「田舎で第一次産業に従事してのんびり過ごしたい」とお考えの方は、是非参考にしてください。
午前0時に出勤、午後6時就寝。魚津水産(株)に勤務する現役漁師、金成さんの一日です。

 

28金成裕晋(かなりひろくに)さん

 

福島県いわき市生まれの金成さんのお父さんは転勤族。
幼稚園2つ、小学校3つ、中学校2つを経験しました。

こういう経験をしたので、できれば一箇所で腰を落ち着ける会社に就職したかったそうですが、実際の就職先は全国に病院を持つ組織。
最初の派遣先が富山県魚津市の病院でした。

金成さんは、ここで5年半勤務した後、名古屋に転勤しました。
「病院では、窓口や経理を担当していましたが、どうも組織で仕事をするのが好きになれなくて」半年で退職。
しばらくフリーターをしました。

その間、かねてから考えていた第一次産業に転進すべく、いろいろな体験をしました。

 

八ヶ岳では農業実践大学校に入りましたが、生徒は
「定年や早期退職で身軽な立場の人が多く、また初期投資が2千万程度かかること、就農しても、うまくいくかどうかわからないこと、現在の農業では、営農団体に所属するので、会社と変わらないこと」などで断念。

林業については、全国各地の応募を調べてみたものの
「林業体験をした村上市の皆さんはいい人ばかりだったのですが、林業は産業として成り立つか不安だったし、就職先自体もなかなか見つからなかった」ので、これも断念。

一方、漁業は、三重県や高知県で漁業体験をしてみて
「丈夫な体さえあれば元手がいらないし、目的も単純明快ではっきりしている。男っぽい職場も魅力」ということで漁業に狙いを絞りました。

 

しかし、現実はそれほど甘いものではありません。
後継者不足といわれているほどには求人は少なく、なかなか職場が見つからなかった時、以前勤務していた魚津市で漁業体験があることを知りました。
厳冬の2月に4週間、漁協の畳の部屋に寝泊りしながら漁師体験をしました。

そして、平成15年4月、めでたく、今の職場に就職しました。

 

「富山は、自分が選んで来た場所だから、当然好きです。
環境に恵まれているし、水がうまく、だから農作物も水産物も酒もうまい。
それから景色も好きです。特にアパートから見える剱岳が好きです」。
サラリーマン時代から山登りが好きだった金成さん。
実は奥さんの晃美さんとは、アルバイトしていた山小屋で知り合って結婚しました。

 

「漁師の勤務時間は季節によってかなり違ってきます。
冬の時期、ほたるいか漁の時期、夏から秋の漁。
また会社は定置網漁なので、季節ごとに網を設置したり、はずしたり、修理したりという仕事が入ってきます。
そういえば定置網漁師の間では『仕事する』というのは漁以外の作業をするという意味で、最初はわかりませんでした」

「漁師は荒っぽい仕事で、入社してしばらくは怒られてばかりでした。
それも富山弁で怒られるので、おっかないけど何を言われているのかわからず苦労」したそうです。

でも「最近、漁はサッカーと似ていると感じています。
野球は監督やコーチが指示を出すけど、サッカーはその場その場で自分と相手のポジションを瞬時に判断して先を読んで行動します。
漁も潮や波・風と魚などの変化する状況を判断して相手との関係をしっかり読んで連携していかないといけません」。

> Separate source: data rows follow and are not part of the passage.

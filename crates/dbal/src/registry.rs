//! Named connections.

use crate::cache::{Cache, NullCache};
use crate::connection::Connection;
use crate::driver::Driver;
use std::collections::BTreeMap;
use std::sync::{Arc, RwLock};

/// An explicit `name → Connection` map.
///
/// Create one at startup and pass it by reference to whatever needs to look
/// connections up by name.
pub struct Registry<D, C = NullCache> {
    connections: RwLock<BTreeMap<String, Arc<Connection<D, C>>>>,
}

impl<D, C> Default for Registry<D, C> {
    fn default() -> Self {
        Self {
            connections: RwLock::new(BTreeMap::new()),
        }
    }
}

impl<D: Driver, C: Cache> Registry<D, C> {
    pub fn new() -> Self {
        Self::default()
    }

    /// Register `connection` under `name`, returning the one it replaced.
    pub fn register(
        &self,
        name: impl Into<String>,
        connection: Connection<D, C>,
    ) -> Option<Arc<Connection<D, C>>> {
        let mut map = self
            .connections
            .write()
            .unwrap_or_else(|poisoned| poisoned.into_inner());
        map.insert(name.into(), Arc::new(connection))
    }

    /// Look up a connection by name.
    pub fn get(&self, name: &str) -> Option<Arc<Connection<D, C>>> {
        let map = self
            .connections
            .read()
            .unwrap_or_else(|poisoned| poisoned.into_inner());
        map.get(name).cloned()
    }

    /// Remove a connection. Clones handed out earlier stay usable.
    pub fn remove(&self, name: &str) -> Option<Arc<Connection<D, C>>> {
        let mut map = self
            .connections
            .write()
            .unwrap_or_else(|poisoned| poisoned.into_inner());
        map.remove(name)
    }

    /// Registered names, sorted.
    pub fn names(&self) -> Vec<String> {
        let map = self
            .connections
            .read()
            .unwrap_or_else(|poisoned| poisoned.into_inner());
        map.keys().cloned().collect()
    }
}

#[cfg(test)]
mod tests {
    use super::*;
    use crate::dialect::{Dialect, Postgres};
    use crate::error::DbalResult;
    use crate::row::Row;
    use crate::value::Context;

    struct Idle;

    impl Driver for Idle {
        fn dialect(&self) -> &dyn Dialect {
            &Postgres
        }

        async fn execute(&self, _sql: &str, _params: &Context) -> DbalResult<Vec<Row>> {
            Ok(Vec::new())
        }

        async fn begin_transaction(&self) -> DbalResult<()> {
            Ok(())
        }

        async fn commit(&self) -> DbalResult<()> {
            Ok(())
        }

        async fn rollback(&self) -> DbalResult<()> {
            Ok(())
        }

        fn in_transaction(&self) -> bool {
            false
        }
    }

    #[test]
    fn test_register_get_remove() {
        let registry: Registry<Idle> = Registry::new();
        assert!(registry.get("main").is_none());

        assert!(registry.register("main", Connection::uncached(Idle)).is_none());
        registry.register("analytics", Connection::uncached(Idle));
        assert_eq!(registry.names(), vec!["analytics", "main"]);

        let main = registry.get("main").unwrap();
        assert_eq!(main.driver().dialect().name(), "postgres");

        assert!(registry.remove("main").is_some());
        assert!(registry.get("main").is_none());
        // The handle taken before removal still works.
        assert_eq!(main.config().max_sql_length, Some(200));
    }

    #[test]
    fn test_register_replaces() {
        let registry: Registry<Idle> = Registry::new();
        registry.register("main", Connection::uncached(Idle));
        assert!(registry.register("main", Connection::uncached(Idle)).is_some());
        assert_eq!(registry.names().len(), 1);
    }
}
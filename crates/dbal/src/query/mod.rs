//! Statement builders.
//!
//! One builder per statement kind, collected under the closed [`Query`] sum
//! type so generation can dispatch with an exhaustive `match`.
//!
//! Builders are lazy: fluent methods never fail. Malformed usage (bad order
//! direction, positional value keys, missing VALUES) is recorded and reported
//! as [`DbalError::InvalidArgument`](crate::DbalError::InvalidArgument) when
//! the statement is generated.
//!
//! # Usage
//!
//! ```ignore
//! use dbal::expr::{eq, same};
//! use dbal::query::{Delete, Select};
//!
//! let users = Select::from("users")
//!     .inner_join("orders", same("users.id", "orders.user_id"))
//!     .where_(eq("users.status", "active"))
//!     .order_by_desc("orders.created_at")
//!     .limit(20);
//!
//! let purge = Delete::from("sessions").where_(eq("user_id", 5));
//! ```

mod delete;
mod insert;
mod schema;
mod select;
mod update;

pub use delete::Delete;
pub use insert::Insert;
pub use schema::{Create, Drop};
pub use select::{Direction, Join, JoinKind, Select};
pub use update::Update;

use crate::expr::Expr;
use crate::placeholder::next_placeholder;
use crate::value::{Context, Value};
use std::collections::BTreeSet;

/// Any buildable statement.
#[derive(Clone, Debug)]
pub enum Query {
    Select(Select),
    Insert(Insert),
    Update(Update),
    Delete(Delete),
    Create(Create),
    Drop(Drop),
}

impl Query {
    /// Whether executing this statement leaves stored data untouched.
    pub fn is_read_only(&self) -> bool {
        matches!(self, Query::Select(_))
    }

    /// Statement keyword, for logging.
    pub fn kind_name(&self) -> &'static str {
        match self {
            Query::Select(_) => "SELECT",
            Query::Insert(_) => "INSERT",
            Query::Update(_) => "UPDATE",
            Query::Delete(_) => "DELETE",
            Query::Create(_) => "CREATE",
            Query::Drop(_) => "DROP",
        }
    }

    /// Every table this statement reads from or writes to.
    pub fn affected_tables(&self) -> BTreeSet<String> {
        match self {
            Query::Select(q) => q.affected_tables(),
            Query::Insert(q) => q.affected_tables(),
            Query::Update(q) => q.affected_tables(),
            Query::Delete(q) => q.affected_tables(),
            Query::Create(q) => q.affected_tables(),
            Query::Drop(q) => q.affected_tables(),
        }
    }

    /// Placeholder context collected from every clause.
    pub fn context(&self) -> &Context {
        static EMPTY: Context = Context::new();
        match self {
            Query::Select(q) => q.context(),
            Query::Insert(q) => q.context(),
            Query::Update(q) => q.context(),
            Query::Delete(q) => q.context(),
            Query::Create(_) | Query::Drop(_) => &EMPTY,
        }
    }
}

impl From<Select> for Query {
    fn from(q: Select) -> Self {
        Query::Select(q)
    }
}

impl From<Insert> for Query {
    fn from(q: Insert) -> Self {
        Query::Insert(q)
    }
}

impl From<Update> for Query {
    fn from(q: Update) -> Self {
        Query::Update(q)
    }
}

impl From<Delete> for Query {
    fn from(q: Delete) -> Self {
        Query::Delete(q)
    }
}

impl From<Create> for Query {
    fn from(q: Create) -> Self {
        Query::Create(q)
    }
}

impl From<Drop> for Query {
    fn from(q: Drop) -> Self {
        Query::Drop(q)
    }
}

/// Keep the first recorded builder error.
pub(crate) fn record_error(slot: &mut Option<String>, message: impl Into<String>) {
    if slot.is_none() {
        *slot = Some(message.into());
    }
}

/// Record an error if `name` is empty.
pub(crate) fn require_name(slot: &mut Option<String>, what: &str, name: &str) {
    if name.trim().is_empty() {
        record_error(slot, format!("{what} name cannot be empty"));
    }
}

/// Attach `expr` to `current`, AND-ing with whatever is already there, and move
/// the expression's literals into the builder context.
pub(crate) fn attach_predicate(current: &mut Option<Expr>, context: &mut Context, mut expr: Expr) {
    context.append(&mut expr.take_context());
    *current = Some(match current.take() {
        Some(existing) => Expr::and(vec![existing, expr]),
        None => expr,
    });
}

/// Ordered `field = :placeholder` assignments for INSERT/UPDATE.
#[derive(Clone, Debug, Default)]
pub(crate) struct Assignments {
    entries: Vec<(String, String)>,
    touched: bool,
}

impl Assignments {
    /// Pull `value` into `context` under a fresh placeholder and record the pair.
    pub(crate) fn assign(
        &mut self,
        context: &mut Context,
        build_error: &mut Option<String>,
        field: String,
        value: Value,
    ) {
        self.touched = true;
        if is_positional_key(&field) {
            record_error(
                build_error,
                format!("values require named fields, got positional key '{field}'"),
            );
            return;
        }
        if self.entries.iter().any(|(f, _)| *f == field) {
            record_error(build_error, format!("field '{field}' assigned twice"));
            return;
        }
        let name = next_placeholder();
        context.insert(name.clone(), value);
        self.entries.push((field, name));
    }

    /// Record that `values()` was called with nothing in it.
    pub(crate) fn mark_empty_call(&mut self, build_error: &mut Option<String>) {
        self.touched = true;
        record_error(build_error, "values() requires at least one field");
    }

    /// `(field, placeholder)` pairs in assignment order.
    pub(crate) fn entries(&self) -> &[(String, String)] {
        &self.entries
    }

    pub(crate) fn is_empty(&self) -> bool {
        self.entries.is_empty()
    }

    pub(crate) fn was_called(&self) -> bool {
        self.touched
    }
}

/// A value key that looks like a list index rather than a field name.
fn is_positional_key(field: &str) -> bool {
    field.trim().is_empty() || field.chars().all(|c| c.is_ascii_digit())
}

高校までサッカーをやっていた金成さん。しっかり学習しています。
「もっとも組織が嫌で退職したのに、今も組織で仕事をしていますけど」と笑っていました。

 

今はアパート暮らしですが、家を建てる時は「剱岳が見える場所で家を建てたい」と頑張っています。
お子さんはもうすぐ満1歳。写真のように笑顔の素敵な家族でした。